I'm sure there were other bad news that caused their stock drop from $30 to $20, and it's hard to separate the impact of the layoff from those, but I wouldn't be surprised if the layoff news (that generally tend to push stock values up for companies in a different situation) contributed to it (due to lowering confidence that the investments will happen and work out).

1 comments

The investments OP is referring to are almost certainly the CapEx investments related to opening new fabs and the aggressive push to launch new leading edge nodes.

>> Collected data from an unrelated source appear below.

//! Shared ordered note container behind [`Chord`](crate::Chord) and
//! [`Sequence`](crate::Sequence).
//!
//! Construction accepts arbitrarily nested mixtures of notes and raw MIDI
//! numbers through [`NoteInput`], flattened up to a bounded depth. The two
//! pattern types own a `NoteList` each and apply their own canonical order
//! and equality on top of it.

use crate::error::{Error, Result};
use crate::note::Note;

/// Maximum nesting depth accepted by [`NoteList::from_input`].
pub const MAX_DEPTH: usize = 5;

/// Construction input: a note, a raw MIDI number, or a nested list of either.
#[derive(Debug, Clone)]
pub enum NoteInput {
    Note(Note),
    Midi(u8),
    List(Vec<NoteInput>),
}

impl From<Note> for NoteInput {
    fn from(note: Note) -> Self {
        NoteInput::Note(note)
    }
}

impl From<u8> for NoteInput {
    fn from(midi: u8) -> Self {
        NoteInput::Midi(midi)
    }
}

impl<T: Into<NoteInput>> From<Vec<T>> for NoteInput {
    fn from(items: Vec<T>) -> Self {
        NoteInput::List(items.into_iter().map(Into::into).collect())
    }
}

/// Immutable ordered sequence of notes.
#[derive(Debug, Clone, PartialEq, Eq, Hash)]
pub struct NoteList {
    notes: Vec<Note>,
}

impl NoteList {
    pub fn new(notes: Vec<Note>) -> Self {
        Self { notes }
    }

    /// Flattens a [`NoteInput`] tree into a note list.
    ///
    /// Raw MIDI numbers are converted through [`Note::from_midi`]. Nesting
    /// deeper than [`MAX_DEPTH`] is a construction error.
    pub fn from_input(input: impl Into<NoteInput>) -> Result<Self> {
        let mut notes = Vec::new();
        flatten_into(input.into(), 0, &mut notes)?;
        Ok(Self { notes })
    }

    /// Parses space- or comma-separated ASCII notes, e.g. `"C4 E4 G4"`.
    pub fn from_ascii(s: &str) -> Result<Self> {
        let cleaned = s.replace(',', " ");
        let notes = cleaned
            .split_whitespace()
            .map(Note::parse)
            .collect::<Result<Vec<_>>>()?;
        Ok(Self { notes })
    }

    /// Builds a note list from raw MIDI numbers.
    pub fn from_midi(midi: &[u8]) -> Self {
        let notes = midi.iter().map(|&m| Note::from_midi(m)).collect();
        Self { notes }
    }

    pub fn notes(&self) -> &[Note] {
        &self.notes
    }

    pub fn len(&self) -> usize {
        self.notes.len()
    }

    pub fn is_empty(&self) -> bool {
        self.notes.is_empty()
    }

    pub fn iter(&self) -> std::slice::Iter<'_, Note> {
        self.notes.iter()
    }

    /// Sorts the notes ascending by MIDI number in place.
    pub(crate) fn sort(&mut self) {
        self.notes.sort_unstable();
    }
}

fn flatten_into(input: NoteInput, depth: usize, out: &mut Vec<Note>) -> Result<()> {
    match input {
        NoteInput::Note(note) => out.push(note),
        NoteInput::Midi(midi) => out.push(Note::from_midi(midi)),
        NoteInput::List(items) => {
            if depth >= MAX_DEPTH {
                return Err(Error::NestingTooDeep(MAX_DEPTH));
            }
            for item in items {
                flatten_into(item, depth + 1, out)?;
            }
        }
    }
    Ok(())
}

impl From<Vec<Note>> for NoteList {
    fn from(notes: Vec<Note>) -> Self {
        Self::new(notes)
    }
}

impl<'a> IntoIterator for &'a NoteList {
    type Item = &'a Note;
    type IntoIter = std::slice::Iter<'a, Note>;

    fn into_iter(self) -> Self::IntoIter {
        self.notes.iter()
    }
}

impl PartialEq<[Note]> for NoteList {
    fn eq(&self, other: &[Note]) -> bool {
        self.notes == other
    }
}

impl std::fmt::Display for NoteList {
    fn fmt(&self, f: &mut std::fmt::Formatter<'_>) -> std::fmt::Result {
        let mut first = true;
        for note in &self.notes {
            if !first {
                write!(f, " ")?;
            }
            write!(f, "{note}")?;
            first = false;
        }
        Ok(())
    }
}
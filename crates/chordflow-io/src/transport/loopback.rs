//! In-memory loopback transport for tests and examples.

use std::collections::VecDeque;
use std::sync::Arc;

use parking_lot::Mutex;

use super::{Delivery, MessageCallback, MidiMessage, Transport};
use crate::error::{Error, Result};

struct Inner {
    callback: Option<MessageCallback>,
    pending: VecDeque<MidiMessage>,
}

/// Test transport with programmatic message injection and no physical
/// device.
///
/// Constructible in either delivery mode. Clones share the same queue and
/// callback, so a test can keep a sending handle after moving the
/// transport into an event loop. In push mode, messages sent before the
/// callback is installed are flushed to it on installation.
#[derive(Clone)]
pub struct LoopbackTransport {
    delivery: Delivery,
    inner: Arc<Mutex<Inner>>,
}

impl LoopbackTransport {
    pub fn push() -> Self {
        Self::with_delivery(Delivery::Push)
    }

    pub fn poll() -> Self {
        Self::with_delivery(Delivery::Poll)
    }

    pub fn with_delivery(delivery: Delivery) -> Self {
        Self {
            delivery,
            inner: Arc::new(Mutex::new(Inner {
                callback: None,
                pending: VecDeque::new(),
            })),
        }
    }

    /// Injects a message as if it arrived from a device.
    pub fn send(&self, msg: MidiMessage) {
        let mut inner = self.inner.lock();
        if self.delivery == Delivery::Push {
            if let Some(callback) = inner.callback.as_mut() {
                callback(msg);
                return;
            }
        }
        inner.pending.push_back(msg);
    }

    pub fn send_note_on(&self, note: u8, velocity: u8) {
        self.send(MidiMessage::note_on(note, velocity));
    }

    pub fn send_note_off(&self, note: u8) {
        self.send(MidiMessage::note_off(note));
    }

    /// Number of messages waiting to be drained or flushed.
    pub fn pending_len(&self) -> usize {
        self.inner.lock().pending.len()
    }
}

impl Transport for LoopbackTransport {
    fn delivery(&self) -> Delivery {
        self.delivery
    }

    fn set_callback(&mut self, mut callback: MessageCallback) -> Result<()> {
        if self.delivery != Delivery::Push {
            return Err(Error::WrongDelivery("set_callback", self.delivery));
        }
        let mut inner = self.inner.lock();
        // Deliver anything queued before the engine attached
        for msg in inner.pending.drain(..) {
            callback(msg);
        }
        inner.callback = Some(callback);
        Ok(())
    }

    fn drain_pending(&mut self) -> Vec<MidiMessage> {
        self.inner.lock().pending.drain(..).collect()
    }
}
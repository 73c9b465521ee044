//! MIDI transports and the chordflow event loop.
//!
//! Connects a note-event source ([`Transport`]) to the pattern types from
//! `chordflow-core`: the [`EventLoop`] tracks held keys plus bounded
//! recent-note and recent-chord windows, and dispatches registered
//! handlers whenever the key state matches a [`Pattern`].
//!
//! ## Quick start
//!
//! ```
//! use chordflow_io::{EventLoop, LoopbackTransport};
//!
//! let transport = LoopbackTransport::push();
//! let keys = transport.clone();
//! let engine = EventLoop::new(transport)?;
//!
//! engine.add_handler_ident("C4 Major", || println!("C major!"))?;
//!
//! keys.send_note_on(60, 100);
//! keys.send_note_on(64, 100);
//! keys.send_note_on(67, 100); // handler fires here
//! # Ok::<(), chordflow_io::Error>(())
//! ```
//!
//! Hardware input requires the `midi-io` feature:
//!
//! ```ignore
//! use chordflow_io::{EventLoop, MidiInputTransport};
//!
//! let transport = MidiInputTransport::open_first()?;
//! let engine = EventLoop::new(transport)?;
//! ```

pub mod error;
pub use error::{Error, Result};

pub mod transport;
pub use transport::{Delivery, LoopbackTransport, MessageKind, MidiMessage, Transport};

#[cfg(feature = "midi-io")]
pub use transport::{MidiInputTransport, PortInfo};

mod pattern;
pub use pattern::{Callback, HandlerId, Pattern, PatternFamily};

mod engine;
pub use engine::{EventLoop, HandlerPanic, StopHandle};
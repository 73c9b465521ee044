//! Single pitch value: name, pitch class, octave, MIDI number, frequency.
//!
//! A [`Note`] is an immutable wrapper around a MIDI note number. Values
//! above 127 lie outside the standard MIDI range; they construct fine but
//! are logged and flagged via [`Note::is_standard_range`]. Ordering,
//! equality, and hashing are defined solely by the MIDI number; name,
//! pitch class, and octave are derived on demand.
//!
//! MIDI 12 is C0, so `midi == (octave + 1) * 12 + pitch_class`.

use std::fmt;
use std::str::FromStr;

use tracing::warn;

use crate::error::{Error, Result};

/// Sharp spellings for the twelve pitch classes, starting at C.
const PITCH_CLASS_NAMES: [&str; 12] = [
    "C", "C#", "D", "D#", "E", "F", "F#", "G", "G#", "A", "A#", "B",
];

/// A single note, identified by its MIDI number.
///
/// Notes are named in scientific pitch notation: letter, optional
/// accidental (`#` or `b`), octave. Flat spellings are normalized to the
/// equivalent sharp one pitch class below (`Db4` == `C#4`, `Cb4` == `B3`).
///
/// Middle C (MIDI 60) is `C4`. Concert A (440 Hz, MIDI 69) is `A4`.
#[derive(Debug, Clone, Copy, PartialEq, Eq, PartialOrd, Ord, Hash)]
pub struct Note {
    midi: u8,
}

impl Note {
    pub const MIDDLE_C: Note = Note { midi: 60 };
    pub const CONCERT_A: Note = Note { midi: 69 };

    /// Builds a note from a raw MIDI number.
    ///
    /// Values above 127 are outside the standard MIDI range but still
    /// constructible; they are logged and flagged by
    /// [`Note::is_standard_range`].
    pub fn from_midi(midi: u8) -> Note {
        if midi > 127 {
            warn!(midi, "note outside the standard MIDI range 0..=127");
        }
        Note { midi }
    }

    /// Builds a note from a name (`"C#"`, `"Bb"`, `"A"`) and an octave.
    ///
    /// Flats normalize to the sharp spelling one pitch class below; the
    /// wrap past C decrements the octave (`Cb4` == `B3`).
    pub fn from_name_octave(name: &str, octave: i8) -> Result<Note> {
        let (pitch_class, octave) = parse_name(name, octave)?;
        let midi = (octave as i32 + 1) * 12 + pitch_class as i32;
        if !(0..=255).contains(&midi) {
            return Err(Error::MidiOutOfRange(midi));
        }
        Ok(Note::from_midi(midi as u8))
    }

    /// Parses scientific pitch notation, e.g. `"C#4"`, `"Bb3"`, `"A-1"`.
    pub fn parse(s: &str) -> Result<Note> {
        let split = s
            .char_indices()
            .find(|&(i, c)| c.is_ascii_digit() || (c == '-' && i > 0))
            .map(|(i, _)| i)
            .ok_or_else(|| Error::InvalidNoteName(s.to_string()))?;
        let (name, octave_str) = s.split_at(split);
        if name.is_empty() {
            return Err(Error::InvalidNoteName(s.to_string()));
        }
        let octave: i8 = octave_str
            .parse()
            .map_err(|_| Error::InvalidNoteName(s.to_string()))?;
        Self::from_name_octave(name, octave)
    }

    pub const fn midi(self) -> u8 {
        self.midi
    }

    /// True for the standard MIDI range 0..=127.
    pub const fn is_standard_range(self) -> bool {
        self.midi <= 127
    }

    /// 0-11, where 0 = C.
    pub const fn pitch_class(self) -> u8 {
        self.midi % 12
    }

    /// Returns -1 to 9.
    pub const fn octave(self) -> i8 {
        (self.midi / 12) as i8 - 1
    }

    /// Sharp spelling of the pitch class, e.g. `"C#"`.
    pub fn name(self) -> &'static str {
        PITCH_CLASS_NAMES[self.pitch_class() as usize]
    }

    /// Frequency in Hz (A4 = 440 Hz, equal temperament).
    pub fn frequency(self) -> f64 {
        440.0 * 2.0_f64.powf((self.midi as f64 - 69.0) / 12.0)
    }

    /// Returns `Err` if the result is not representable as a MIDI number.
    pub fn transpose(self, semitones: i16) -> Result<Note> {
        let midi = self.midi as i32 + semitones as i32;
        if !(0..=255).contains(&midi) {
            return Err(Error::MidiOutOfRange(midi));
        }
        Ok(Note::from_midi(midi as u8))
    }
}

/// Resolves a note name to its pitch class, normalizing flats and
/// adjusting the octave on underflow past C.
fn parse_name(name: &str, octave: i8) -> Result<(u8, i8)> {
    let mut chars = name.chars();
    let letter = chars
        .next()
        .ok_or_else(|| Error::InvalidNoteName(name.to_string()))?
        .to_ascii_uppercase();
    let accidental = chars.next();
    if chars.next().is_some() {
        return Err(Error::InvalidNoteName(name.to_string()));
    }

    let natural = match letter {
        'C' => 0i8,
        'D' => 2,
        'E' => 4,
        'F' => 5,
        'G' => 7,
        'A' => 9,
        'B' => 11,
        _ => return Err(Error::InvalidNoteName(name.to_string())),
    };

    match accidental {
        None => Ok((natural as u8, octave)),
        Some('#') => {
            let pc = natural + 1;
            if pc == 12 {
                // B# wraps to C in the octave above
                Ok((0, octave + 1))
            } else {
                Ok((pc as u8, octave))
            }
        }
        Some('b') => {
            let pc = natural - 1;
            if pc < 0 {
                // Cb wraps to B in the octave below
                Ok((11, octave - 1))
            } else {
                Ok((pc as u8, octave))
            }
        }
        Some(_) => Err(Error::InvalidNoteName(name.to_string())),
    }
}

impl fmt::Display for Note {
    fn fmt(&self, f: &mut fmt::Formatter<'_>) -> fmt::Result {
        write!(f, "{}{}", self.name(), self.octave())
    }
}

impl FromStr for Note {
    type Err = Error;

    fn from_str(s: &str) -> Result<Note> {
        Note::parse(s)
    }
}

impl From<u8> for Note {
    fn from(midi: u8) -> Note {
        Note::from_midi(midi)
    }
}

impl From<Note> for u8 {
    fn from(note: Note) -> u8 {
        note.midi()
    }
}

Yes, layoffs suck, but Intel seems to be in a position where something had to give, and giving up on building a leading edge fab would almost certainly lead to a death spiral. Additionally, Intel was and still is a huge company. They have more employees than TSMC & AMD combined (an imperfect comparison, but probably as close as one can get).

> the aggressive push to launch new leading edge nodes

Doesn't that need R&D though (i.e. people, and preferably motivated ones)?

After the layoffs, Intel will have ~100k employees.

Also, unless you know some non-public information, its not clear they are laying off anyone doing R&D. The only specific groups mentioned in the layoff memo are sales & marketing.